Rasch werden Parallelen in den Biographien der drei Stillbacherinnen deutlich. Alle drei verließen die Enge ihres heimatlichen Bergdorfs, um in der Ferne zu erkennen, dass Kleingeistigkeit und soziale und gesellschaftlichen Zwänge nicht nur Phänomene abgelegener Bergdörfer sind. Stillbach wird für die drei Frauen zur heimatlichen Sehnsuchtsfantasie, die auf anschauliche Weise das Paradigma einer unwiderruflichen Entwurzelung verdeutlicht.
Mit Gruber sogar flüchtig befreundet
Stillbach oder die Sehnsucht ist ein Roman, der auf mitfühlende Weise die Leben und Sehnsüchte seiner drei Protagonistinnen darlegt. Doch das reicht Sabine Gruber nicht aus. Sie verfolgt neben der Aufarbeitung der Geschichte der Stillbacherinnen auch den Anspruch, die konfliktbeladene deutsch-italienisch-südtirolische Geschichte (des 20. Jahrhunderts) darzulegen und zu erhellen.
Dies gelingt ihr auf erstaunliche Weise, indem sie die politischen und gesellschaftlichen Verwirrungen der faschistischen Herrschaft Mussolinis, die Besatzung durch die Nationalsozialisten und die Kämpfe der Resistenza in einem gekonnten Verfahren in den Verlauf des Roman einbindet, dabei jedoch an keiner Stelle in ein dröges Wiedergeben historischer Ereignisse verfällt. Selbst nicht geschichtsversierte Leser_innen sollten mit dem Roman keine größeren Probleme haben. Mögliche Fragen zu historischen Personen werden in einem Glossar beantwortet. Zusätzlich liefert die Figur Paul an markanten Stellen des Romans wichtige Informationen und weiterführende Erläuterungen.
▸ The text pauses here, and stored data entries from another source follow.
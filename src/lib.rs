//! Member Chat Backend Library
//!
//! This library provides the core functionality for the member chat backend:
//! token authentication, member management, and the shared message feed
//! exposed over a REST API.

pub mod api;
pub mod auth;
pub mod core;
pub mod db;

// Re-export commonly used types
pub use crate::core::{ChatError, Config};
pub use api::ApiServer;
pub use db::DatabaseManager;

/// Library version
pub const VERSION: &str = env!("CARGO_PKG_VERSION");

/// Result type alias for the library
pub type Result<T> = anyhow::Result<T>;
//! Configuration management

use clap::Parser;
use config::{Config as ConfigBuilder, ConfigError as BuilderError, Environment, File};
use serde::Deserialize;
use std::path::{Path, PathBuf};
use thiserror::Error;

#[derive(Debug, Error)]
pub enum ConfigError {
    #[error("Invalid server configuration: {0}")]
    InvalidServer(String),

    #[error("Invalid database configuration: {0}")]
    InvalidDatabase(String),

    #[error("Invalid logging configuration: {0}")]
    InvalidLogging(String),

    #[error("Invalid security configuration: {0}")]
    InvalidSecurity(String),

    #[error("Failed to load configuration: {0}")]
    LoadError(String),

    #[error("Configuration file not found: {0}")]
    FileNotFound(String),
}

impl From<BuilderError> for ConfigError {
    fn from(err: BuilderError) -> Self {
        ConfigError::LoadError(err.to_string())
    }
}

#[derive(Debug, Clone, Deserialize)]
pub struct Config {
    pub server: ServerConfig,
    pub database: DatabaseConfig,
    pub logging: LoggingConfig,
    pub security: SecurityConfig,
}

impl Config {
    /// Load configuration with precedence: CLI args > Environment variables > Config file > Defaults
    pub fn load() -> Result<Self, ConfigError> {
        let cli_args = CliArgs::parse();
        Self::load_with_args(cli_args)
    }

    fn load_with_args(cli_args: CliArgs) -> Result<Self, ConfigError> {
        let mut builder = Self::defaults()?;

        // Config file, when given, sits between defaults and the environment
        if let Some(config_path) = &cli_args.config {
            if !config_path.exists() {
                return Err(ConfigError::FileNotFound(
                    config_path.display().to_string(),
                ));
            }
            builder = builder.add_source(File::from(config_path.as_path()));
        }

        // Environment variables are prefixed with CHAT_ and use __ for nesting,
        // e.g. CHAT_SERVER__PORT=8080
        builder = builder.add_source(
            Environment::with_prefix("CHAT")
                .separator("__")
                .try_parsing(true),
        );

        // CLI arguments win over everything else
        if let Some(host) = &cli_args.host {
            builder = builder.set_override("server.host", host.clone())?;
        }
        if let Some(port) = cli_args.port {
            builder = builder.set_override("server.port", port)?;
        }
        if let Some(db_path) = &cli_args.database {
            builder = builder.set_override("database.path", db_path.display().to_string())?;
        }
        if let Some(log_level) = &cli_args.log_level {
            builder = builder.set_override("logging.level", log_level.clone())?;
        }

        let config: Config = builder.build()?.try_deserialize()?;
        config.validate()?;

        Ok(config)
    }

    /// Load configuration from a specific file path
    pub fn from_file(path: &Path) -> Result<Self, ConfigError> {
        if !path.exists() {
            return Err(ConfigError::FileNotFound(path.display().to_string()));
        }

        let config: Config = Self::defaults()?
            .add_source(File::from(path))
            .build()?
            .try_deserialize()?;

        config.validate()?;
        Ok(config)
    }

    fn defaults() -> Result<config::ConfigBuilder<config::builder::DefaultState>, ConfigError> {
        Ok(ConfigBuilder::builder()
            .set_default("server.host", "127.0.0.1")?
            .set_default("server.port", 3000)?
            .set_default("server.max_connections", 100)?
            .set_default("server.request_timeout", 30)?
            .set_default("database.path", "./data/member-chat.db")?
            .set_default("database.connection_pool_size", 10)?
            .set_default("database.busy_timeout", 5000)?
            .set_default("logging.level", "info")?
            .set_default("logging.format", "text")?
            .set_default("logging.output", "stdout")?
            .set_default("security.allowed_origins", vec!["*"])?)
    }

    /// Validate all configuration parameters
    pub fn validate(&self) -> Result<(), ConfigError> {
        self.server.validate()?;
        self.database.validate()?;
        self.logging.validate()?;
        self.security.validate()?;
        Ok(())
    }
}

/// Command-line arguments for configuration override
#[derive(Debug, Parser)]
#[command(name = "member-chat")]
#[command(about = "Member Chat Backend Server", long_about = None)]
pub struct CliArgs {
    /// Path to configuration file (TOML format)
    #[arg(short, long, value_name = "FILE")]
    pub config: Option<PathBuf>,

    /// Server host address
    #[arg(long, value_name = "HOST")]
    pub host: Option<String>,

    /// Server port
    #[arg(short, long, value_name = "PORT")]
    pub port: Option<u16>,

    /// Database file path
    #[arg(short, long, value_name = "PATH")]
    pub database: Option<PathBuf>,

    /// Log level (debug, info, warn, error)
    #[arg(short, long, value_name = "LEVEL")]
    pub log_level: Option<String>,
}

#[derive(Debug, Clone, Deserialize)]
pub struct ServerConfig {
    pub host: String,
    pub port: u16,
    pub max_connections: usize,
    pub request_timeout: u64, // seconds
}

impl ServerConfig {
    pub fn validate(&self) -> Result<(), ConfigError> {
        if self.host.is_empty() {
            return Err(ConfigError::InvalidServer(
                "host cannot be empty".to_string(),
            ));
        }

        if self.port == 0 {
            return Err(ConfigError::InvalidServer(
                "port must be greater than 0".to_string(),
            ));
        }

        if self.max_connections == 0 {
            return Err(ConfigError::InvalidServer(
                "max_connections must be greater than 0".to_string(),
            ));
        }

        if self.request_timeout == 0 {
            return Err(ConfigError::InvalidServer(
                "request_timeout must be greater than 0".to_string(),
            ));
        }

        Ok(())
    }
}

#[derive(Debug, Clone, Deserialize)]
pub struct DatabaseConfig {
    pub path: PathBuf,
    pub connection_pool_size: usize,
    pub busy_timeout: u64, // milliseconds
}

impl DatabaseConfig {
    pub fn validate(&self) -> Result<(), ConfigError> {
        if self.path.as_os_str().is_empty() {
            return Err(ConfigError::InvalidDatabase(
                "path cannot be empty".to_string(),
            ));
        }

        if self.connection_pool_size == 0 {
            return Err(ConfigError::InvalidDatabase(
                "connection_pool_size must be greater than 0".to_string(),
            ));
        }

        if self.busy_timeout == 0 {
            return Err(ConfigError::InvalidDatabase(
                "busy_timeout must be greater than 0".to_string(),
            ));
        }

        Ok(())
    }
}

#[derive(Debug, Clone, Deserialize)]
pub struct LoggingConfig {
    pub level: String,
    pub format: String,
    pub output: String,
    pub log_file: Option<PathBuf>,
}

impl LoggingConfig {
    pub fn validate(&self) -> Result<(), ConfigError> {
        match self.level.to_lowercase().as_str() {
            "debug" | "info" | "warn" | "error" => {}
            other => {
                return Err(ConfigError::InvalidLogging(format!(
                    "invalid log level: {}",
                    other
                )))
            }
        }

        match self.format.as_str() {
            "json" | "text" => {}
            other => {
                return Err(ConfigError::InvalidLogging(format!(
                    "invalid log format: {}",
                    other
                )))
            }
        }

        match self.output.as_str() {
            "stdout" => {}
            "file" => {
                if self.log_file.is_none() {
                    return Err(ConfigError::InvalidLogging(
                        "log_file must be set when output is 'file'".to_string(),
                    ));
                }
            }
            other => {
                return Err(ConfigError::InvalidLogging(format!(
                    "invalid log output: {}",
                    other
                )))
            }
        }

        Ok(())
    }
}

#[derive(Debug, Clone, Deserialize)]
pub struct SecurityConfig {
    pub allowed_origins: Vec<String>,
}

impl SecurityConfig {
    pub fn validate(&self) -> Result<(), ConfigError> {
        if self.allowed_origins.is_empty() {
            return Err(ConfigError::InvalidSecurity(
                "allowed_origins cannot be empty".to_string(),
            ));
        }

        Ok(())
    }
}
//! Database row models

use serde::{Deserialize, Serialize};

/// A registered member identity
#[derive(Debug, Clone, Serialize, Deserialize)]
pub struct Member {
    pub id: String,
    pub username: String,
    #[serde(skip_serializing)]
    pub password_hash: String, // bcrypt hash - never serialize
    pub created_at: String,
}

/// Opaque bearer token, one per member
#[derive(Debug, Clone, Serialize, Deserialize)]
pub struct MemberToken {
    pub key: String,
    pub member_id: String,
    pub created_at: String,
}

/// An immutable entry in the shared chat feed
#[derive(Debug, Clone, Serialize, Deserialize)]
pub struct ChatMessage {
    pub id: String,
    pub member_id: String,
    pub content: String,
    pub created_at: String,
}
Wie viel von der Autorin selbst im dem Roman steckt, erkennt man nicht nur an der Namens- und biographischen Ähnlichkeit mit der Figur Clara Burger (Gruber arbeitete ebenfalls als Lektorin in Venedig). Sabine Gruber wird an einer Stelle des Romans sogar namentlich erwähnt: „Ist nicht die in Wien lebende Schriftstellerin Sabine Gruber in Lana aufgewachsen? Wenn sie sich nicht irrte, war Ines mit Gruber sogar flüchtig befreundet gewesen.“ Clara überlegt in dem Zusammenhang, der Gruber Ines‘ Skript zur weiteren Bearbeitung zukommen zu lassen.
Sollen die Romanfiguren und das Geschehen dadurch realistischer wirken? Will sich Sabine Gruber so für die Authentizität der verarbeiteten historischen Fakten verbürgen? Angesicht der harmonischen Komposition dieses Werkes ist ein solcher Schritt jedoch vollkommen überflüssig. Dessen ungeachtet, handelt es sich bei Stillbach oder Die Sehnsucht um einen sehr persönlichen Roman, der mit viel Hingabe geschrieben wurde. Sabine Gruber präsentiert einen überaus empfehlenswerten Roman.